About

Hi, I’m Cheryl.



Welcome! Launched in 2017 as a community for creative women who struggle with people-pleasing and perfectionism. Women who want to stop letting thoughts like: “I’m not good enough/smart enough/qualified enough/pretty enough”, hold them back.

This site is all about how to gain perspective in our everyday lives and learn to beat perfectionism back into submission.

And now we’re upping our game and focusing in on how perfectionism damages us when we try to develop ourselves professionally.

Do you want to feel more confident and powerful, specifically in the workplace? Yeah?

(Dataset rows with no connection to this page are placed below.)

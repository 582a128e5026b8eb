use anyhow::{Context as _, Result};
use serenity::{
    builder::{
        CreateEmbed, CreateInteractionResponse, CreateInteractionResponseMessage,
        EditInteractionResponse,
    },
    model::{
        application::{CommandInteraction, ComponentInteraction},
        id::{ChannelId, GuildId, UserId},
    },
    prelude::Context,
};
use std::sync::Arc;
use tracing::{info, warn};

use crate::{
    audio::{
        equalizer::EqualizerPreset,
        handler::{AudioHandler, ChatClient},
        now_playing::Control,
        track::{QueuedTrack, RequestMetadata},
    },
    bot::{nowplaying, FairPlayBot},
    settings::RepeatMode,
    ui::{buttons, embeds, format::volume_icon},
};

/// Maneja comandos slash
pub async fn handle_command(
    ctx: &Context,
    command: CommandInteraction,
    bot: &FairPlayBot,
) -> Result<()> {
    let guild_id = command
        .guild_id
        .ok_or_else(|| anyhow::anyhow!("Comando usado fuera de un servidor"))?;

    info!(
        "📝 Comando /{} usado por {} en guild {}",
        command.data.name, command.user.name, guild_id
    );

    match command.data.name.as_str() {
        "play" => handle_play(ctx, &command, bot, guild_id, false).await?,
        "playnext" => handle_play(ctx, &command, bot, guild_id, true).await?,
        "skip" => handle_skip(ctx, &command, bot, guild_id).await?,
        "skipto" => handle_skipto(ctx, &command, bot, guild_id).await?,
        "stop" => handle_stop(ctx, &command, bot, guild_id).await?,
        "pause" => handle_pause(ctx, &command, bot, guild_id, true).await?,
        "resume" => handle_pause(ctx, &command, bot, guild_id, false).await?,
        "volume" => handle_volume(ctx, &command, bot, guild_id).await?,
        "repeat" => handle_repeat(ctx, &command, bot, guild_id).await?,
        "nowplaying" => handle_nowplaying(ctx, &command, bot, guild_id).await?,
        "queue" => handle_queue(ctx, &command, bot, guild_id).await?,
        "remove" => handle_remove(ctx, &command, bot, guild_id).await?,
        "shuffle" => handle_shuffle(ctx, &command, bot, guild_id).await?,
        "move" => handle_move(ctx, &command, bot, guild_id).await?,
        "equalizer" => handle_equalizer(ctx, &command, bot, guild_id).await?,
        _ => reply_ephemeral(ctx, &command, "❌ Comando no reconocido").await?,
    }

    Ok(())
}

/// Maneja los botones del mensaje de "reproduciendo ahora"
pub async fn handle_component(
    ctx: &Context,
    component: ComponentInteraction,
    bot: &FairPlayBot,
) -> Result<()> {
    let guild_id = component
        .guild_id
        .ok_or_else(|| anyhow::anyhow!("Componente usado fuera de un servidor"))?;

    info!(
        "🔘 Botón {} presionado por {} en guild {}",
        component.data.custom_id, component.user.name, guild_id
    );

    let Some(control) = Control::from_custom_id(&component.data.custom_id) else {
        component
            .create_response(
                &ctx.http,
                CreateInteractionResponse::Message(
                    CreateInteractionResponseMessage::new()
                        .content("❌ Acción no reconocida")
                        .ephemeral(true),
                ),
            )
            .await?;
        return Ok(());
    };

    let handler = bot.players.get_or_create(guild_id);
    match control {
        Control::Pause => handler.player().set_paused(true),
        Control::Play => handler.player().set_paused(false),
        Control::Skip => {
            let note = if handler.player().playing_track().is_some() {
                vote_skip(ctx, bot, &handler, guild_id, component.user.id).await
            } else {
                "❌ No hay nada reproduciéndose".to_string()
            };
            component
                .create_response(
                    &ctx.http,
                    CreateInteractionResponse::Message(
                        CreateInteractionResponseMessage::new()
                            .content(note)
                            .ephemeral(true),
                    ),
                )
                .await?;
            return Ok(());
        }
        Control::Stop => {
            handler.stop_and_clear().await;
            bot.chat.close_audio_connection(guild_id).await;
        }
    }

    let message = nowplaying::render(&handler).await;
    component
        .create_response(
            &ctx.http,
            CreateInteractionResponse::UpdateMessage(
                CreateInteractionResponseMessage::new()
                    .content(handler.render_topic_line().await)
                    .embed(embeds::create_now_playing_embed(&message.embed))
                    .components(buttons::create_player_controls(&message.controls)),
            ),
        )
        .await?;

    Ok(())
}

Congrats because you’ve now found your virtual home. (Mini-wave in celebration!)

But maybe right now you don’t know how to become a more confident you.

Maybe you …

  • Can’t stop beating yourself up because you constantly think you’re not good enough to apply to specific jobs.

  • Feel anxious about yourself and your abilities. “Laura from 3rd is way better than me at Excel, she’ll probably get the new marketing role anyway …”.

  • Want to try a new career, but just don’t know where to begin. Resumes need to be freaking works of art these days and who has the time?

But despite all the if’s and but’s which buzz around your head, you know you want to push yourself, grow and try new things — including that new job or role.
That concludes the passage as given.